No-fault insurance, often confused with personal injury protection, can cover medical expenses, lost wages, and other costs for occupants of the insured vehicle (regardless of who caused the accident). A no-fault claim is filed separately from a liability claim. It’s important to note that operating your vehicle while intoxicated will disqualify you from no-fault coverage.
What if I am Injured by an Uninsured Vehicle?
Uninsured motorist (UM) coverage, as explained above, protects you, your family, and the occupants of your car in the event they are injured in an accident with an uninsured driver. It protects you either from a negligent person driving an uninsured vehicle or a hit-and-run. A claim can also be filed under this coverage if a member of your family is injured while an occupant in an uninsured vehicle. (The injured party need not own a vehicle so long as a family member in the household does and has this type of coverage.)
Before opting-out of this type of coverage, you should consider that according to the NYPD in 2017, New York City saw 46,000 hit-and-run incidents, with just over 5,000 of those involving injuries to people. The rest were damage to cars and other property. More can be learned about the dangers uninsured motorists pose, here.
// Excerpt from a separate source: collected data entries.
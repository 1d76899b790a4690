use std::collections::BTreeMap;

use chrono::{DateTime, Local, NaiveDate, TimeDelta, Timelike};
use itertools::Itertools;
use serde::{Deserialize, Serialize};

use crate::{
    core::{
        integrator::{IntegrationMethod, Integrator},
        reading::StringReading,
    },
    quantity::{energy::KilowattHours, power::Watts},
};

/// Per-string data is kept at most once per bucket.
pub const STRING_BUCKET: TimeDelta = TimeDelta::minutes(5);

/// Result of pushing a sample into a series.
#[must_use]
#[derive(Copy, Clone, Debug, Eq, PartialEq)]
pub enum Push {
    Appended,

    /// Not later than the last sample.
    Stale,

    /// Belongs to a different day.
    OtherDay,
}

#[derive(Copy, Clone, Debug, PartialEq, Serialize, Deserialize)]
pub struct Sample {
    #[serde(rename = "timestamp")]
    pub timestamp: DateTime<Local>,

    #[serde(rename = "power_w")]
    pub power: Watts,

    /// Energy generated since the first sample of the day.
    #[serde(rename = "energy_kwh")]
    pub energy: KilowattHours,
}

/// Total AC output over one day.
#[must_use]
#[derive(Clone, Debug, PartialEq)]
pub struct DailySeries {
    day: NaiveDate,
    samples: Vec<Sample>,
}

impl DailySeries {
    pub const fn new(day: NaiveDate) -> Self {
        Self { day, samples: Vec::new() }
    }

    pub const fn day(&self) -> NaiveDate {
        self.day
    }

    #[must_use]
    pub fn samples(&self) -> &[Sample] {
        &self.samples
    }

    #[must_use]
    pub fn len(&self) -> usize {
        self.samples.len()
    }

    #[must_use]
    pub fn is_empty(&self) -> bool {
        self.samples.is_empty()
    }

    #[must_use]
    pub fn last(&self) -> Option<&Sample> {
        self.samples.last()
    }

    #[must_use]
    pub fn contains(&self, timestamp: DateTime<Local>) -> bool {
        self.samples.binary_search_by_key(&timestamp, |sample| sample.timestamp).is_ok()
    }

    /// Append the sample and extend the running energy total.
    pub fn push(
        &mut self,
        timestamp: DateTime<Local>,
        power: Watts,
        method: IntegrationMethod,
    ) -> Push {
        if timestamp.date_naive() != self.day {
            return Push::OtherDay;
        }
        let energy = match self.samples.last() {
            Some(last) if timestamp <= last.timestamp => return Push::Stale,
            Some(last) => {
                last.energy + method.integrate((last.timestamp, last.power), (timestamp, power)).value
            }
            None => KilowattHours::zero(),
        };
        self.samples.push(Sample { timestamp, power, energy });
        Push::Appended
    }

    pub fn energy(&self) -> KilowattHours {
        self.samples.last().map_or_else(KilowattHours::zero, |sample| sample.energy)
    }

    /// The earliest sample with the highest power.
    #[must_use]
    pub fn peak(&self) -> Option<&Sample> {
        self.samples.iter().fold(None, |peak, sample| match peak {
            Some(peak) if peak.power >= sample.power => Some(peak),
            _ => Some(sample),
        })
    }

    pub fn integrate(&self, method: IntegrationMethod) -> Integrator {
        let mut integrator = Integrator::default();
        for (from, to) in self.samples.iter().tuple_windows() {
            integrator += method.integrate((from.timestamp, from.power), (to.timestamp, to.power));
        }
        integrator
    }
}

#[must_use]
#[derive(Clone, Debug, PartialEq)]
pub struct StringSample {
    pub timestamp: DateTime<Local>,
    pub strings: Vec<StringReading>,
}

impl StringSample {
    /// Power of the specified string, if it was sampled.
    #[must_use]
    pub fn power_of(&self, id: usize) -> Option<Watts> {
        self.strings.iter().find(|string| string.id == id).map(StringReading::power)
    }
}

/// Per-string DC values, at most one row per bucket.
#[must_use]
#[derive(Clone, Debug, PartialEq)]
pub struct StringSeries {
    day: NaiveDate,
    rows: Vec<StringSample>,
}

impl StringSeries {
    pub const fn new(day: NaiveDate) -> Self {
        Self { day, rows: Vec::new() }
    }

    #[must_use]
    pub fn rows(&self) -> &[StringSample] {
        &self.rows
    }

    #[must_use]
    pub fn len(&self) -> usize {
        self.rows.len()
    }

    #[must_use]
    pub fn is_empty(&self) -> bool {
        self.rows.is_empty()
    }

    /// String identifiers seen during the day, in order.
    #[must_use]
    pub fn string_ids(&self) -> Vec<usize> {
        self.rows
            .iter()
            .flat_map(|row| row.strings.iter().map(|string| string.id))
            .sorted_unstable()
            .dedup()
            .collect()
    }

    /// Whether a row at `timestamp` would open a new bucket.
    #[must_use]
    pub fn admits(&self, timestamp: DateTime<Local>) -> bool {
        timestamp.date_naive() == self.day
            && self.rows.last().is_none_or(|last| {
                (bucket_of(timestamp) > bucket_of(last.timestamp))
                    && (timestamp - last.timestamp >= STRING_BUCKET)
            })
    }

    pub fn push(&mut self, timestamp: DateTime<Local>, strings: Vec<StringReading>) -> Push {
        if timestamp.date_naive() != self.day {
            Push::OtherDay
        } else if self.admits(timestamp) {
            self.rows.push(StringSample { timestamp, strings });
            Push::Appended
        } else {
            Push::Stale
        }
    }

    /// Energy generated by each string over the day.
    #[must_use]
    pub fn energies(&self, method: IntegrationMethod) -> BTreeMap<usize, KilowattHours> {
        let mut energies: BTreeMap<usize, KilowattHours> =
            self.string_ids().into_iter().map(|id| (id, KilowattHours::zero())).collect();
        for (from, to) in self.rows.iter().tuple_windows() {
            for (id, energy) in &mut energies {
                if let (Some(from_power), Some(to_power)) = (from.power_of(*id), to.power_of(*id)) {
                    *energy += method
                        .integrate((from.timestamp, from_power), (to.timestamp, to_power))
                        .value;
                }
            }
        }
        energies
    }
}

/// Index of the bucket within its day.
fn bucket_of(timestamp: DateTime<Local>) -> u32 {
    #[expect(clippy::cast_possible_truncation, clippy::cast_sign_loss)]
    let bucket_seconds = STRING_BUCKET.num_seconds() as u32;
    timestamp.num_seconds_from_midnight() / bucket_seconds
}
Comprehensive Coverage and Collision Coverage
Although it’s possible under the state’s regulations to only have liability coverage, you need to understand if you are in an accident and you have damaged another vehicle, your liability coverage will not help pay to repair your car. Collision coverage, another type of auto insurance coverage, will pay to fix damages to your own vehicle after an accident. Without collision coverage, you will need to pay out-of-pocket to get your car back on the road again. Depending on the age of your vehicle this could end up costing a lot more than your vehicle is even worth. Usually, with collision coverage, you pay the first deductible amount and your policy covers the rest.
Another type of auto insurance coverage, comprehensive coverage, will pay for damage to your vehicle caused by non-collisions. Things that a comprehensive policy can cover include storm damage, flooding damage, fire damage, damage from animals, theft, and vandalism. In a state with erratic weather, such as New York, where crazy winter weather and hurricanes are the norms, comprehensive coverage is strongly recommended.
Unlike liability coverage, which you can buy in the six and seven-figure amounts, comprehensive and collision coverage tend to max out at the actual cash value (ACV) of your vehicle. This means you can’t buy more coverage than your vehicle is actually worth. Unless you drive an older vehicle worth less than a couple of thousand dollars, we recommend that all drivers in New York State buy both comprehensive and collision coverage.